The Department of Homeland Security will no longer process new Dreamer applications, despite a direct order from a U.S. district court judge to do so
Photo: AFP via Getty Images Last month, the 650,000 undocumented Americans in the Obama-era Deferred Action for Childhood Arrivals program rejoiced when the Supreme Court kicked down the Trump administration’s 2017 attempt to rescind the policy which creates a path to citizenship for eligible young people brought into the country without documentation as minors.
But on Tuesday, the Trump administration defied U.S. District Court Judge Paul Grimm’s order when Department of Homeland Security Acting Secretary Chad Wolf announced that DHS would not process new applications as the agency engages in a “comprehensive review” of the program. “I have concluded that the DACA policy, at a minimum, presents serious policy concerns that may warrant its full rescission,” Wolf wrote in a memo, despite an opposing conclusion from a federal judge.
According to an administration official that spoke to NPR, DHS justified a memo which directly defies a federal court order by claiming that it is an “intervening action” which makes the Maryland judge’s decision void.

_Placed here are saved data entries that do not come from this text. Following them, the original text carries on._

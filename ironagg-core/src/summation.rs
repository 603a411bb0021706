// ironagg-core/src/summation.rs
// Numerically careful running totals for $sum and $avg
//
// Non-decimal inputs go to a double-double total; decimal inputs go to an
// arbitrary-precision decimal total. Both are combined only at finalization.

use crate::decimal::Decimal;
use crate::error::{IronAggError, Result};
use crate::value::{Document, Value};
use serde::{Deserialize, Serialize};

/// Widest numeric type seen so far: Int < Long < Double < Decimal
#[derive(Debug, Clone, Copy, PartialEq, Eq, PartialOrd, Ord, Hash, Serialize, Deserialize)]
pub enum NumericWidth {
    Int,
    Long,
    Double,
    Decimal,
}

impl NumericWidth {
    /// BSON type code carried as the first element of a sum partial
    pub fn tag(self) -> i32 {
        match self {
            NumericWidth::Double => 1,
            NumericWidth::Int => 16,
            NumericWidth::Long => 18,
            NumericWidth::Decimal => 19,
        }
    }

    pub fn from_tag(tag: i32) -> Option<Self> {
        match tag {
            1 => Some(NumericWidth::Double),
            16 => Some(NumericWidth::Int),
            18 => Some(NumericWidth::Long),
            19 => Some(NumericWidth::Decimal),
            _ => None,
        }
    }

    fn of(value: &Value) -> Option<Self> {
        match value {
            Value::Int32(_) => Some(NumericWidth::Int),
            Value::Int64(_) => Some(NumericWidth::Long),
            Value::Double(_) => Some(NumericWidth::Double),
            Value::Decimal(_) => Some(NumericWidth::Decimal),
            _ => None,
        }
    }
}

/// Error-free transformation: `a + b == s + e` exactly
fn two_sum(a: f64, b: f64) -> (f64, f64) {
    let s = a + b;
    let a_virtual = s - b;
    let b_virtual = s - a_virtual;
    (s, (a - a_virtual) + (b - b_virtual))
}

/// Same as [`two_sum`], requires `|a| >= |b|`
fn fast_two_sum(a: f64, b: f64) -> (f64, f64) {
    let s = a + b;
    (s, b - (s - a))
}

/// Double-double running sum
///
/// The total is `sum + addend`, with `addend` holding the rounding error of
/// `sum`. Integers are split so that sums of 64-bit integers stay exact up
/// to 2^106. Non-finite values collect in `special`, which then dominates.
#[derive(Debug, Clone, Copy, Default, PartialEq, Serialize, Deserialize)]
pub struct DoubleDoubleSum {
    sum: f64,
    addend: f64,
    special: f64,
}

impl DoubleDoubleSum {
    pub fn new() -> Self {
        Self::default()
    }

    pub fn add_double(&mut self, x: f64) {
        if !x.is_finite() {
            self.special += x;
            return;
        }

        let (hi, lo) = two_sum(self.sum, x);
        if !hi.is_finite() {
            self.overflow(hi);
            return;
        }
        let (sum, addend) = fast_two_sum(hi, lo + self.addend);
        if sum.is_finite() {
            self.sum = sum;
            self.addend = addend;
        } else {
            self.overflow(sum);
        }
    }

    fn overflow(&mut self, infinity: f64) {
        self.special += infinity;
        self.sum = 0.0;
        self.addend = 0.0;
    }

    pub fn add_long(&mut self, x: i64) {
        // Both halves are exactly representable as doubles
        let high = x / (1i64 << 32) * (1i64 << 32);
        let low = x - high;
        self.add_double(low as f64);
        self.add_double(high as f64);
    }

    pub fn merge(&mut self, other: &DoubleDoubleSum) {
        self.add_double(other.sum);
        self.add_double(other.addend);
        self.special += other.special;
    }

    fn has_special(&self) -> bool {
        self.special != 0.0 || self.special.is_nan()
    }

    pub fn get_double(&self) -> f64 {
        if self.has_special() {
            self.special
        } else {
            self.sum + self.addend
        }
    }

    /// The total as an `i64`, if it is integral and in range
    pub fn get_long(&self) -> Option<i64> {
        const LIMIT: f64 = 1.0e30;
        if self.has_special()
            || self.sum.trunc() != self.sum
            || self.addend.trunc() != self.addend
            || self.sum.abs() >= LIMIT
        {
            return None;
        }
        let total = self.sum as i128 + self.addend as i128;
        i64::try_from(total).ok()
    }

    pub fn to_decimal(&self) -> Decimal {
        if self.special.is_nan() {
            return Decimal::nan();
        }
        if self.special != 0.0 {
            return Decimal::infinity(self.special < 0.0);
        }
        match self.get_long() {
            Some(total) => Decimal::from_i64(total),
            None => Decimal::from_f64(self.sum).add(&Decimal::from_f64(self.addend)),
        }
    }

    /// (sum, addend) as sent over the wire
    fn wire_parts(&self) -> (f64, f64) {
        if self.has_special() {
            (self.special, 0.0)
        } else {
            (self.sum, self.addend)
        }
    }
}

/// Running state of one `$sum`
#[derive(Debug, Clone, Default, PartialEq, Serialize, Deserialize)]
pub struct SumCell {
    width: Option<NumericWidth>,
    non_decimal: DoubleDoubleSum,
    decimal: Option<Decimal>,
}

impl SumCell {
    pub fn new() -> Self {
        Self::default()
    }

    pub fn width(&self) -> Option<NumericWidth> {
        self.width
    }

    fn widen(&mut self, width: NumericWidth) {
        self.width = Some(self.width.map_or(width, |w| w.max(width)));
    }

    /// Accumulate one input; returns false for non-numeric input, which is ignored
    pub fn add(&mut self, value: &Value) -> bool {
        let Some(width) = NumericWidth::of(value) else {
            return false;
        };
        self.widen(width);
        match value {
            Value::Int32(i) => self.non_decimal.add_long(*i as i64),
            Value::Int64(i) => self.non_decimal.add_long(*i),
            Value::Double(d) => self.non_decimal.add_double(*d),
            Value::Decimal(d) => self.add_decimal(d),
            _ => {}
        }
        true
    }

    fn add_decimal(&mut self, d: &Decimal) {
        self.decimal = Some(match self.decimal.take() {
            Some(total) => total.add(d),
            None => *d,
        });
    }

    /// Combine with another cell of the same accumulator
    pub fn merge(&mut self, other: &SumCell) {
        if let Some(width) = other.width {
            self.widen(width);
        }
        self.non_decimal.merge(&other.non_decimal);
        if let Some(d) = &other.decimal {
            self.add_decimal(d);
        }
    }

    /// Merge a `[tag, sum, addend, decimal?]` partial
    pub fn merge_partial(&mut self, partial: &Value) -> Result<()> {
        let items = partial
            .as_array()
            .filter(|items| items.len() == 3 || items.len() == 4)
            .ok_or_else(|| {
                IronAggError::InvalidPartial(format!(
                    "sum partial must be a 3 or 4 element array, got {}",
                    partial.type_name()
                ))
            })?;

        let width = match &items[0] {
            Value::Int32(tag) => NumericWidth::from_tag(*tag),
            _ => None,
        }
        .ok_or_else(|| {
            IronAggError::InvalidPartial(format!("unknown numeric type tag {:?}", items[0]))
        })?;

        let double_at = |i: usize| match &items[i] {
            Value::Double(d) => Ok(*d),
            other => Err(IronAggError::InvalidPartial(format!(
                "sum partial element {} must be a double, got {}",
                i,
                other.type_name()
            ))),
        };
        let (sum, addend) = (double_at(1)?, double_at(2)?);

        let decimal = match items.get(3) {
            Some(Value::Decimal(d)) => Some(d),
            Some(other) => {
                return Err(IronAggError::InvalidPartial(format!(
                    "sum partial element 3 must be a decimal, got {}",
                    other.type_name()
                )))
            }
            None => None,
        };

        self.widen(width);
        self.non_decimal.add_double(sum);
        self.non_decimal.add_double(addend);
        if let Some(d) = decimal {
            self.add_decimal(d);
        }
        Ok(())
    }

    /// Serialize as `[tag, sum, addend]`, plus the decimal total if one exists
    pub fn to_partial(&self) -> Value {
        let (sum, addend) = self.non_decimal.wire_parts();
        let width = self.width.unwrap_or(NumericWidth::Int);
        let mut items = vec![Value::Int32(width.tag()), Value::Double(sum), Value::Double(addend)];
        if let Some(d) = &self.decimal {
            items.push(Value::Decimal(*d));
        }
        Value::Array(items)
    }

    /// Decimal total plus the non-decimal total, exact as far as 34 digits allow
    fn decimal_total(&self) -> Decimal {
        let non_decimal = self.non_decimal.to_decimal();
        match &self.decimal {
            Some(d) => d.add(&non_decimal),
            None => non_decimal,
        }
    }

    /// Typed `$sum` result; an empty sum is `Int32(0)`
    pub fn finalize(&self) -> Value {
        match self.width {
            None => Value::Int32(0),
            Some(NumericWidth::Int) => match self.non_decimal.get_long() {
                Some(total) => match i32::try_from(total) {
                    Ok(small) => Value::Int32(small),
                    Err(_) => Value::Int64(total),
                },
                None => Value::Double(self.non_decimal.get_double()),
            },
            Some(NumericWidth::Long) => match self.non_decimal.get_long() {
                Some(total) => Value::Int64(total),
                None => Value::Double(self.non_decimal.get_double()),
            },
            Some(NumericWidth::Double) => Value::Double(self.non_decimal.get_double()),
            Some(NumericWidth::Decimal) => Value::Decimal(self.decimal_total()),
        }
    }

    pub fn approx_size(&self) -> usize {
        32 + self.decimal.as_ref().map_or(0, Decimal::approx_size)
    }
}

/// Running state of one `$avg`: a sum plus the number of numeric inputs
#[derive(Debug, Clone, Default, PartialEq, Serialize, Deserialize)]
pub struct AvgCell {
    total: SumCell,
    count: i64,
}

impl AvgCell {
    pub fn new() -> Self {
        Self::default()
    }

    pub fn count(&self) -> i64 {
        self.count
    }

    /// Non-numeric input (including null and missing) does not count
    pub fn add(&mut self, value: &Value) {
        if self.total.add(value) {
            self.count += 1;
        }
    }

    pub fn merge(&mut self, other: &AvgCell) {
        self.total.merge(&other.total);
        self.count += other.count;
    }

    /// Merge a `{count, ps}` partial
    pub fn merge_partial(&mut self, partial: &Value) -> Result<()> {
        let doc = partial.as_document().ok_or_else(|| {
            IronAggError::InvalidPartial(format!(
                "avg partial must be a document, got {}",
                partial.type_name()
            ))
        })?;

        let count = match doc.get("count") {
            Some(Value::Int64(c)) => *c,
            Some(Value::Int32(c)) => *c as i64,
            _ => {
                return Err(IronAggError::InvalidPartial(
                    "avg partial needs an integer 'count'".to_string(),
                ))
            }
        };
        let ps = doc.get("ps").ok_or_else(|| {
            IronAggError::InvalidPartial("avg partial needs a 'ps' array".to_string())
        })?;

        self.total.merge_partial(ps)?;
        self.count += count;
        Ok(())
    }

    pub fn to_partial(&self) -> Value {
        Value::Document(
            Document::new()
                .with("count", Value::Int64(self.count))
                .with("ps", self.total.to_partial()),
        )
    }

    /// Average as a double, or as a decimal once a decimal was seen;
    /// null when nothing numeric was accumulated
    pub fn finalize(&self) -> Value {
        if self.count == 0 {
            return Value::Null;
        }
        if self.total.width == Some(NumericWidth::Decimal) {
            return Value::Decimal(
                self.total
                    .decimal_total()
                    .div(&Decimal::from_i64(self.count)),
            );
        }
        Value::Double(self.total.non_decimal.get_double() / self.count as f64)
    }

    pub fn approx_size(&self) -> usize {
        self.total.approx_size() + 8
    }
}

In the interim period between the Supreme Court ruling and Grimm’s order in Maryland, DHS was not processing new applications.
The Supreme Court’s decision on DACA — addressing not the merits of the program, but the failures of procedure in Trump’s attempt to revoke it — was expected to result in an attempt to try to halt the policy again. Now, immigration advocates worry that the president is stalling until after the election to find a way to properly do away with Dreamers.